==== TASK INPUT

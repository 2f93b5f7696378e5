//! Estimate, finalize and submit a zkSync transaction
//!
//! The three stages run strictly in order. A failure in any stage returns
//! immediately, so nothing reaches the provider's broadcast path unless the
//! transaction was both estimated and signed.

use crate::error::{Result, WalletError};
use crate::provider::ZkProvider;
use crate::signer::{TransactionAuthorizer, ZkSigner};
use crate::types::{Eip712Transaction, ZkTransaction};
use alloy::primitives::{TxHash, U256};
use tracing::{debug, info};

/// Run the full pipeline for `tx` with `nonce`, signing as `tx.from`
pub async fn estimate_and_send<P, S>(
    provider: &P,
    authorizer: &TransactionAuthorizer<S>,
    tx: ZkTransaction,
    nonce: U256,
) -> Result<TxHash>
where
    P: ZkProvider,
    S: ZkSigner,
{
    let estimate = provider
        .estimate_gas(&tx)
        .await
        .map_err(|source| WalletError::Estimation { source })?;
    debug!(
        "Estimated gas limit {} at price {} for call to {}",
        estimate.gas_limit, estimate.gas_price, tx.to
    );

    let from = tx.from;
    let transaction = Eip712Transaction::new(tx, nonce, estimate, authorizer.chain_id());
    let signed = authorizer.sign_transaction(from, transaction).await?;
    debug!("Signed transaction digest {}", signed.digest);

    let tx_hash = provider
        .send_transaction(signed)
        .await
        .map_err(|source| WalletError::provider("eth_sendRawTransaction", source))?;
    info!("Submitted zkSync transaction {} (nonce {})", tx_hash, nonce);

    Ok(tx_hash)
}
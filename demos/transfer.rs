//! Offline transfer preparation
//!
//! Run with: cargo run --example transfer
//!
//! Requires PRIVATE_KEY environment variable. Compiles an ETH and a token
//! transfer into call plans and signs the finalized ETH transfer locally.

use std::sync::Arc;

use alloy::primitives::{Address, U256};
use zksync_wallet::{
    CallPlan, Eip712Transaction, GasEstimate, LocalSigner, NetworkConfig, Token,
    TransactionAuthorizer, TransferRequest, ZkSigner, ZkTransaction,
};

#[tokio::main]
async fn main() -> eyre::Result<()> {
    // Load environment
    dotenvy::dotenv().ok();
    tracing_subscriber::fmt::init();

    let private_key = std::env::var("PRIVATE_KEY")
        .map_err(|_| eyre::eyre!("PRIVATE_KEY must be set"))?;

    let config = NetworkConfig::from_env()?;
    let chain_id = config.l2_chain_id.unwrap_or(zksync_wallet::constants::ZKSYNC_TESTNET_CHAIN_ID);
    let signer = Arc::new(LocalSigner::from_private_key(&private_key)?);

    println!("Wallet address: {}", signer.address());

    let recipient = Address::repeat_byte(0xaa);
    let eth_transfer = TransferRequest::new(recipient, Token::eth().parse_amount(0.01));
    let token = Token::from_addresses(
        Address::repeat_byte(0x01),
        Address::repeat_byte(0x02),
        "USDC",
        6,
    );
    let token_transfer =
        TransferRequest::new(recipient, token.parse_amount(25.0)).with_token(token);

    for request in [&eth_transfer, &token_transfer] {
        let plan = CallPlan::compile(request)?;
        println!(
            "to={} value={} calldata={} bytes fee_token={}",
            plan.to,
            plan.value,
            plan.data.len(),
            plan.fee_token
        );
    }

    let plan = CallPlan::compile(&eth_transfer)?;
    let call = ZkTransaction::function_call(signer.address(), &plan, config.ergs_per_pubdata_limit);
    let estimate = GasEstimate {
        gas_limit: U256::from(300_000u64),
        gas_price: U256::from(250_000_000u64),
    };
    let transaction = Eip712Transaction::new(call, U256::ZERO, estimate, chain_id);

    let authorizer = TransactionAuthorizer::new(Arc::clone(&signer), chain_id);
    let signed = authorizer
        .sign_transaction(signer.address(), transaction)
        .await?;

    println!("Digest:    {}", signed.digest);
    println!("Recovered: {}", signed.recover_signer()?);

    Ok(())
}
//! Transfer requests and their compilation into canonical on-chain calls

use crate::constants::ETH_ADDRESS;
use crate::contracts::IERC20;
use crate::error::{Result, WalletError};
use crate::types::Token;
use alloy::primitives::{Address, Bytes, U256};
use alloy::sol_types::SolCall;

/// Parameters for a value transfer on zkSync
#[derive(Debug, Clone, PartialEq, Eq)]
pub struct TransferRequest {
    /// Recipient of the funds
    pub to: Address,
    /// Amount in base units of `token`
    pub amount: U256,
    /// Asset to move (defaults to ETH)
    pub token: Option<Token>,
    /// Asset used to pay fees (defaults to ETH)
    pub fee_token: Option<Token>,
    /// Explicit nonce (defaults to the committed transaction count)
    pub nonce: Option<U256>,
}

impl TransferRequest {
    /// Transfer `amount` wei of ETH to `to`
    pub fn new(to: Address, amount: U256) -> Self {
        Self {
            to,
            amount,
            token: None,
            fee_token: None,
            nonce: None,
        }
    }

    /// Transfer a token instead of ETH
    pub fn with_token(mut self, token: Token) -> Self {
        self.token = Some(token);
        self
    }

    /// Pay fees in a token instead of ETH
    pub fn with_fee_token(mut self, fee_token: Token) -> Self {
        self.fee_token = Some(fee_token);
        self
    }

    /// Use an explicit nonce
    pub fn with_nonce(mut self, nonce: U256) -> Self {
        self.nonce = Some(nonce);
        self
    }
}

/// Canonical call shape a transfer compiles to
#[derive(Debug, Clone, PartialEq, Eq)]
pub struct CallPlan {
    /// Recipient for ETH, token contract for ERC20
    pub to: Address,
    /// Wei attached to the call (zero for token transfers)
    pub value: U256,
    /// Calldata (empty for ETH transfers)
    pub data: Bytes,
    /// L2 address of the fee token
    pub fee_token: Address,
}

impl CallPlan {
    /// Compile a transfer request.
    ///
    /// ETH transfers become a plain value call to the recipient. Token
    /// transfers become a zero-value call to the token contract carrying
    /// `transfer(recipient, amount)`.
    pub fn compile(request: &TransferRequest) -> Result<Self> {
        let fee_token = request
            .fee_token
            .as_ref()
            .map(Token::l2_address)
            .unwrap_or(ETH_ADDRESS);

        match request.token.as_ref() {
            None | Some(Token::Native) => Ok(Self {
                to: request.to,
                value: request.amount,
                data: Bytes::new(),
                fee_token,
            }),
            Some(Token::Erc20(info)) => {
                if info.l2_address == ETH_ADDRESS {
                    return Err(WalletError::Encoding(format!(
                        "token {} has no L2 contract address",
                        info.symbol
                    )));
                }

                let call = IERC20::transferCall {
                    to: request.to,
                    amount: request.amount,
                };

                Ok(Self {
                    to: info.l2_address,
                    value: U256::ZERO,
                    data: Bytes::from(call.abi_encode()),
                    fee_token,
                })
            }
        }
    }

    /// Whether the plan calls a contract rather than moving ETH directly
    pub fn is_contract_call(&self) -> bool {
        !self.data.is_empty()
    }
}
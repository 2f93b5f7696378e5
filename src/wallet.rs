//! Wallet - main entry point for the SDK

use crate::config::NetworkConfig;
use crate::error::{Result, WalletError};
use crate::eth::EthProvider;
use crate::pipeline;
use crate::provider::ZkProvider;
use crate::signer::{TransactionAuthorizer, ZkSigner};
use crate::types::{BlockTag, BridgeContracts, CallPlan, Token, TransferRequest, ZkTransaction};
use alloy::primitives::{Address, TxHash, U256};
use alloy::providers::{Provider, ProviderBuilder};
use alloy::transports::http::reqwest::Url;
use std::sync::Arc;
use tokio::sync::OnceCell;
use tracing::{debug, info};

/// zkSync account: a signer bound to a provider
///
/// Nonces are not reserved between calls. Two concurrent transfers that both
/// leave the nonce unset will read the same committed count and one of them
/// will be rejected by the network.
pub struct Wallet<S, P> {
    signer: Arc<S>,
    provider: P,
    config: NetworkConfig,
    bridge_contracts: OnceCell<BridgeContracts>,
}

impl<S: ZkSigner, P: ZkProvider> Wallet<S, P> {
    /// Create a new Wallet
    pub fn new(signer: S, provider: P, config: NetworkConfig) -> Self {
        Self::with_shared_signer(Arc::new(signer), provider, config)
    }

    /// Create a Wallet around a signer that is also used elsewhere
    pub fn with_shared_signer(signer: Arc<S>, provider: P, config: NetworkConfig) -> Self {
        Self {
            signer,
            provider,
            config,
            bridge_contracts: OnceCell::new(),
        }
    }

    /// Get the signer's address
    pub fn address(&self) -> Address {
        self.signer.address()
    }

    /// Get the network configuration
    pub fn config(&self) -> &NetworkConfig {
        &self.config
    }

    /// Get the underlying provider
    pub fn provider(&self) -> &P {
        &self.provider
    }

    // ========== Account State ==========

    /// ETH balance at the committed block
    pub async fn balance(&self) -> Result<U256> {
        self.token_balance(&Token::Native).await
    }

    /// Balance of `token` at the committed block
    pub async fn token_balance(&self, token: &Token) -> Result<U256> {
        self.provider
            .get_balance(self.address(), BlockTag::Committed, token)
            .await
            .map_err(|source| WalletError::provider("eth_getBalance", source))
    }

    /// Transaction count at the committed block
    pub async fn nonce(&self) -> Result<U256> {
        self.provider
            .get_transaction_count(self.address(), BlockTag::Committed)
            .await
            .map_err(|source| WalletError::provider("eth_getTransactionCount", source))
    }

    // ========== Transfers ==========

    /// Transfer ETH or a token
    ///
    /// # Arguments
    ///
    /// * `request` - Recipient, amount and optional token, fee token and nonce
    ///
    /// # Returns
    ///
    /// Hash of the submitted transaction
    pub async fn transfer(&self, request: TransferRequest) -> Result<TxHash> {
        let chain_id = self.config.l2_chain_id.ok_or_else(|| {
            WalletError::Configuration("zkSync chain ID is not configured".to_string())
        })?;

        let plan = CallPlan::compile(&request)?;

        let nonce = match request.nonce {
            Some(nonce) => nonce,
            None => self.nonce().await?,
        };
        debug!(
            "Transfer of {} {} to {} compiled to call on {}",
            request.amount,
            request.token.as_ref().map(Token::symbol).unwrap_or("ETH"),
            request.to,
            plan.to
        );

        let tx = ZkTransaction::function_call(
            self.address(),
            &plan,
            self.config.ergs_per_pubdata_limit,
        );
        let authorizer = TransactionAuthorizer::new(Arc::clone(&self.signer), chain_id);

        pipeline::estimate_and_send(&self.provider, &authorizer, tx, nonce).await
    }

    // ========== Bridges ==========

    /// Default bridge contracts, fetched on first use and cached for the
    /// lifetime of this wallet. A failed lookup is retried on the next call.
    pub async fn bridge_contracts(&self) -> Result<BridgeContracts> {
        self.bridge_contracts
            .get_or_try_init(|| async {
                let bridges = self
                    .provider
                    .get_bridge_contracts()
                    .await
                    .map_err(|source| WalletError::provider("zks_getBridgeContracts", source))?;
                debug!("Cached bridge contracts: {:?}", bridges);
                Ok::<_, WalletError>(bridges)
            })
            .await
            .copied()
    }
}

impl<S: ZkSigner + 'static, P: ZkProvider> Wallet<S, P> {
    /// Connect to the base chain endpoint in [`NetworkConfig::l1_rpc_url`]
    pub async fn connect_eth_provider(&self) -> Result<EthProvider<S>> {
        let rpc_url = self.config.l1_rpc_url.as_deref().ok_or_else(|| {
            WalletError::Configuration("L1 RPC URL is not configured".to_string())
        })?;
        self.create_eth_provider(rpc_url).await
    }

    /// Connect to the base chain at `rpc_url` and bind the default bridges
    ///
    /// Reads the L1 chain ID, derives a transaction authorizer for this
    /// wallet's signer on that chain and resolves the bridge addresses.
    pub async fn create_eth_provider(&self, rpc_url: &str) -> Result<EthProvider<S>> {
        let url: Url = rpc_url
            .parse()
            .map_err(|e| WalletError::Configuration(format!("invalid L1 RPC URL {rpc_url}: {e}")))?;

        let reader = ProviderBuilder::new()
            .disable_recommended_fillers()
            .connect_http(url.clone());
        let chain_id = reader
            .get_chain_id()
            .await
            .map_err(|source| WalletError::provider("eth_chainId", source))?;

        let authorizer = TransactionAuthorizer::new(Arc::clone(&self.signer), chain_id);
        let bridges = self.bridge_contracts().await?;
        info!(
            "Connected to L1 chain {} (ETH bridge {}, ERC20 bridge {})",
            chain_id, bridges.l1_eth_default_bridge, bridges.l1_erc20_default_bridge
        );

        Ok(EthProvider::new(url, authorizer, &bridges))
    }
}
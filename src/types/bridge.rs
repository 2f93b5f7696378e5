//! Bridge contract addresses reported by `zks_getBridgeContracts`

use alloy::primitives::Address;
use serde::{Deserialize, Serialize};

/// Default bridge contracts connecting zkSync to its base chain
#[derive(Debug, Clone, Copy, PartialEq, Eq, Serialize, Deserialize)]
#[serde(rename_all = "camelCase")]
pub struct BridgeContracts {
    /// L1 side of the ERC20 bridge
    pub l1_erc20_default_bridge: Address,
    /// L2 side of the ERC20 bridge
    pub l2_erc20_default_bridge: Address,
    /// L1 side of the ETH bridge
    pub l1_eth_default_bridge: Address,
    /// L2 side of the ETH bridge
    pub l2_eth_default_bridge: Address,
}

#[cfg(test)]
mod tests {
    use super::*;

    #[test]
    fn test_deserialize_rpc_response() {
        let json = r#"{
            "l1Erc20DefaultBridge": "0x57891966931eb4bb6fb81430e6ce0a03aabde063",
            "l2Erc20DefaultBridge": "0x11f943b2c77b743ab90f4a0ae7d5a4e7fca3e102",
            "l1EthDefaultBridge": "0x0000000000000000000000000000000000000001",
            "l2EthDefaultBridge": "0x0000000000000000000000000000000000000002"
        }"#;

        let bridges: BridgeContracts = serde_json::from_str(json).unwrap();
        assert_eq!(
            bridges.l1_erc20_default_bridge,
            "0x57891966931eb4bb6fb81430e6ce0a03aabde063"
                .parse::<Address>()
                .unwrap()
        );
        assert_eq!(bridges.l1_eth_default_bridge, Address::with_last_byte(1));
        assert_eq!(bridges.l2_eth_default_bridge, Address::with_last_byte(2));
    }
}
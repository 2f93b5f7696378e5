//! zkSync wallet SDK for Rust
//!
//! A wallet for the zkSync rollup: it builds, fee-estimates, signs and submits
//! transfers, and binds the L1 bridge contracts for deposits.
//!
//! # Features
//!
//! - ETH and ERC20 transfers through one call path
//! - Fees payable in any token
//! - Signing behind a digest-only [`ZkSigner`] capability
//! - L1 deposits through the default bridges
//!
//! # Example
//!
//! ```rust,ignore
//! use zksync_wallet::{LocalSigner, NetworkConfig, TransferRequest, Wallet};
//!
//! #[tokio::main]
//! async fn main() -> eyre::Result<()> {
//!     let signer = LocalSigner::from_private_key("0x...")?;
//!     // `provider` is any `ZkProvider` implementation
//!     let wallet = Wallet::new(signer, provider, NetworkConfig::mainnet());
//!
//!     let tx_hash = wallet
//!         .transfer(TransferRequest::new("0x...".parse()?, U256::from(1_000_000u64)))
//!         .await?;
//!
//!     Ok(())
//! }
//! ```

pub mod config;
pub mod constants;
pub mod contracts;
pub mod error;
pub mod eth;
pub mod pipeline;
pub mod provider;
pub mod signer;
pub mod types;
pub mod wallet;

#[cfg(test)]
mod testing;

// Re-export main types for convenience
pub use config::NetworkConfig;
pub use error::{Result, WalletError};
pub use eth::EthProvider;
pub use provider::ZkProvider;
pub use signer::{LocalSigner, TransactionAuthorizer, ZkSigner};
pub use types::{
    BlockTag, BridgeContracts, CallPlan, Eip712Meta, Eip712Transaction, GasEstimate,
    SignedTransaction, Token, TokenInfo, TransferRequest, ZkTransaction,
};
pub use wallet::Wallet;
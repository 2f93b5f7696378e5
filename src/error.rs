//! Error types for the zkSync wallet
//!
//! Collaborators (providers, signers) report failures as `eyre` reports. The
//! wallet surface wraps them in [`WalletError`] so callers can tell which
//! stage failed and for which operation.

use alloy::primitives::Address;
use thiserror::Error;

pub use eyre::{eyre, Context, Report};

/// Errors returned by the wallet, the call plan compiler and the pipeline
#[derive(Error, Debug)]
pub enum WalletError {
    /// Missing chain identity, bad RPC URL or malformed setup input.
    /// Always detected before any network call.
    #[error("configuration error: {0}")]
    Configuration(String),

    /// Transport or RPC failure from the L2 provider or the base-chain client
    #[error("provider call `{operation}` failed")]
    Provider {
        operation: &'static str,
        #[source]
        source: Report,
    },

    /// The provider could not estimate the transaction
    #[error("failed to estimate gas")]
    Estimation {
        #[source]
        source: Report,
    },

    /// ABI encoding of a token call failed or the token descriptor is malformed
    #[error("failed to encode call: {0}")]
    Encoding(String),

    /// The signing capability itself failed
    #[error("failed to sign transaction digest")]
    Signing {
        #[source]
        source: Report,
    },

    /// A signature was requested for an address the signer does not own
    #[error("signer {signer} is not authorized to sign for {requested}")]
    UnauthorizedSigner { requested: Address, signer: Address },
}

impl WalletError {
    /// Wrap a collaborator failure with the RPC operation it came from
    pub fn provider(operation: &'static str, source: impl Into<Report>) -> Self {
        Self::Provider {
            operation,
            source: source.into(),
        }
    }
}

/// Result type for wallet operations
pub type Result<T, E = WalletError> = std::result::Result<T, E>;

#[cfg(test)]
mod tests {
    use super::*;

    #[test]
    fn test_provider_error_names_operation() {
        let err = WalletError::provider("zks_getBridgeContracts", eyre!("connection refused"));
        assert_eq!(
            err.to_string(),
            "provider call `zks_getBridgeContracts` failed"
        );

        let source = std::error::Error::source(&err).unwrap();
        assert_eq!(source.to_string(), "connection refused");
    }

    #[test]
    fn test_unauthorized_message() {
        let err = WalletError::UnauthorizedSigner {
            requested: Address::repeat_byte(0x22),
            signer: Address::repeat_byte(0x11),
        };
        let msg = err.to_string();
        assert!(msg.contains("0x1111111111111111111111111111111111111111"));
        assert!(msg.contains("0x2222222222222222222222222222222222222222"));
    }
}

========

▶ _PROBLEM DETAILS_
List every line above that holds the word "None".

▶ _FINISHED TASK_
            token: None,
            fee_token: None,
            nonce: None,
            None | Some(Token::Native) => Ok(Self {
            None => self.nonce().await?,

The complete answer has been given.